> _ACTIVITY_: Range to reproduce from the entries below: the line with "fire the notifier", the line with "the capture loop.", and every line in between. Give them exactly and give nothing else.

> _MATERIAL SHOWN_:
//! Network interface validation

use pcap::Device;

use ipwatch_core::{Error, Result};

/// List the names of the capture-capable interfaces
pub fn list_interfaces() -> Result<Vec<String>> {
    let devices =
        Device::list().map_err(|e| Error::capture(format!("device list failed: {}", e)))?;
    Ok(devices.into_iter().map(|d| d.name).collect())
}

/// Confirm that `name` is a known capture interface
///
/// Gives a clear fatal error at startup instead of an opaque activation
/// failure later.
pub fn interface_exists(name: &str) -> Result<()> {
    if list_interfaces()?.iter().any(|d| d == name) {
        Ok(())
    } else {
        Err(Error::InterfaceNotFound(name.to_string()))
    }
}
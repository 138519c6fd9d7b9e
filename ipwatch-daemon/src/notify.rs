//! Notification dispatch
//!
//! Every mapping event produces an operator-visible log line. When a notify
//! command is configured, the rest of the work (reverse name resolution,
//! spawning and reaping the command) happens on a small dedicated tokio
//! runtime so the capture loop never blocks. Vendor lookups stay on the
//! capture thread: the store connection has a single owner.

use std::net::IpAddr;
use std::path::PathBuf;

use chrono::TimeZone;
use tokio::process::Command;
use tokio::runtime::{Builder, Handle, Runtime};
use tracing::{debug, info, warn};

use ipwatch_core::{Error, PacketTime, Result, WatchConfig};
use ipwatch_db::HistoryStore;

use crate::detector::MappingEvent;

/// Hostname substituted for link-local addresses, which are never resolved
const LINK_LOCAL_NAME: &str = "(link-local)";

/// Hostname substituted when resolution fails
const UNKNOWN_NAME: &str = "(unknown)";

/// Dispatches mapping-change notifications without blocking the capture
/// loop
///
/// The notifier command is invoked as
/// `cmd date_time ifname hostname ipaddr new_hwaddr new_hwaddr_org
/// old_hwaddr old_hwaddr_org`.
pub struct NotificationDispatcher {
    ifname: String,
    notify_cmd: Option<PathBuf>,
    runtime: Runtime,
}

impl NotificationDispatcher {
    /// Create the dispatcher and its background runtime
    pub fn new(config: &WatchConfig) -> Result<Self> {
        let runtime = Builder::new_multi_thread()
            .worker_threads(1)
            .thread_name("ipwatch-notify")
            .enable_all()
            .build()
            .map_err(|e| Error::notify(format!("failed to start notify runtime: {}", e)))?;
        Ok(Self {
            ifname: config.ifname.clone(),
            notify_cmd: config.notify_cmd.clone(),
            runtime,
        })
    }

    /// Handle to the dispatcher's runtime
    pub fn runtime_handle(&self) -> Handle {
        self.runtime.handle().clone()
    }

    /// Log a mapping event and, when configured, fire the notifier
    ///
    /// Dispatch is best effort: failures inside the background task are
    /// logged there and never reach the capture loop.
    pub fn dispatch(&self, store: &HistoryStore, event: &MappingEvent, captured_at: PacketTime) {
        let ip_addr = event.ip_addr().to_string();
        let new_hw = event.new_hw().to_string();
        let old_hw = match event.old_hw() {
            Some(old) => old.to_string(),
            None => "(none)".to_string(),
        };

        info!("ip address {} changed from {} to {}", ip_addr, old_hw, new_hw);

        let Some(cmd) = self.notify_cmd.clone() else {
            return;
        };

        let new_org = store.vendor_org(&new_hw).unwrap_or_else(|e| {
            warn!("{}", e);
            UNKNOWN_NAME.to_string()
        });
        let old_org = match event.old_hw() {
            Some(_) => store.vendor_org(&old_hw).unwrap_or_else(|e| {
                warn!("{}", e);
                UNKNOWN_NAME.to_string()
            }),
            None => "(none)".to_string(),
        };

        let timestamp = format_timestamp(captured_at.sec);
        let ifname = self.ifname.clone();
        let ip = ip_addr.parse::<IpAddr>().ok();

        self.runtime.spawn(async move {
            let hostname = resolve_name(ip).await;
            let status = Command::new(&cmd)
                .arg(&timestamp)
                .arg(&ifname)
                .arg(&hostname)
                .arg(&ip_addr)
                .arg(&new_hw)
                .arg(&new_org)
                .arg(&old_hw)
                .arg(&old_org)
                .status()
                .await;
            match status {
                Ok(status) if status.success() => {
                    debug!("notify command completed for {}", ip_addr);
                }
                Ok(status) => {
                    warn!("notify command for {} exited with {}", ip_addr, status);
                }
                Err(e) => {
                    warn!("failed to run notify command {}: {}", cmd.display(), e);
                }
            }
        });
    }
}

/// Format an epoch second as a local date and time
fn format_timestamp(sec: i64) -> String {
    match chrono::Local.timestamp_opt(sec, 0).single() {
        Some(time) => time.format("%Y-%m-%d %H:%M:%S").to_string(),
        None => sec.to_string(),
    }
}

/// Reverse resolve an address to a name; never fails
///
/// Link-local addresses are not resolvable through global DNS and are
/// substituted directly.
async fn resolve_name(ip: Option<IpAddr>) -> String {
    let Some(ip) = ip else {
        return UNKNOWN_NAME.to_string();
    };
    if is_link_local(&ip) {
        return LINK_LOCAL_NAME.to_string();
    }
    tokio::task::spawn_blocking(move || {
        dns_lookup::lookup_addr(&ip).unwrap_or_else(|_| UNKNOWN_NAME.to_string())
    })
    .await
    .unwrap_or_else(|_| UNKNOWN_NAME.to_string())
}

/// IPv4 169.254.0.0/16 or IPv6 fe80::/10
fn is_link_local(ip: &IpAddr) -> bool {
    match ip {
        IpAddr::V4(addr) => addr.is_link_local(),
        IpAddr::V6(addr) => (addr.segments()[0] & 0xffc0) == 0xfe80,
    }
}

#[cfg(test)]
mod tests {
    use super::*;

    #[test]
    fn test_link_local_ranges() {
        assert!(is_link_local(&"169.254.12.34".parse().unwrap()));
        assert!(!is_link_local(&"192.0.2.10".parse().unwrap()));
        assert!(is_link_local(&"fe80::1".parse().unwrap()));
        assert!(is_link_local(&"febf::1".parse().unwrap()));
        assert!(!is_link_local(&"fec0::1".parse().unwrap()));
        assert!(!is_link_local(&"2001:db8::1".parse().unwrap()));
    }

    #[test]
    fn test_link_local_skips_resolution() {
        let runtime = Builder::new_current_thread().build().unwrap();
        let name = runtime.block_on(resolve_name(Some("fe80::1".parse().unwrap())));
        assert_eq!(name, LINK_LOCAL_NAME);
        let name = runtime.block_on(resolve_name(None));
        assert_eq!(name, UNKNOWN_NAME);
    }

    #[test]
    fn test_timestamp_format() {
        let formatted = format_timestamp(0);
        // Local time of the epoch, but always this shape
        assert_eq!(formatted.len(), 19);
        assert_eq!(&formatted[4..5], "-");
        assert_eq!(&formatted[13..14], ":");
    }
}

> _WRITTEN ANSWER_:
    /// Log a mapping event and, when configured, fire the notifier
    ///
    /// Dispatch is best effort: failures inside the background task are
    /// logged there and never reach the capture loop.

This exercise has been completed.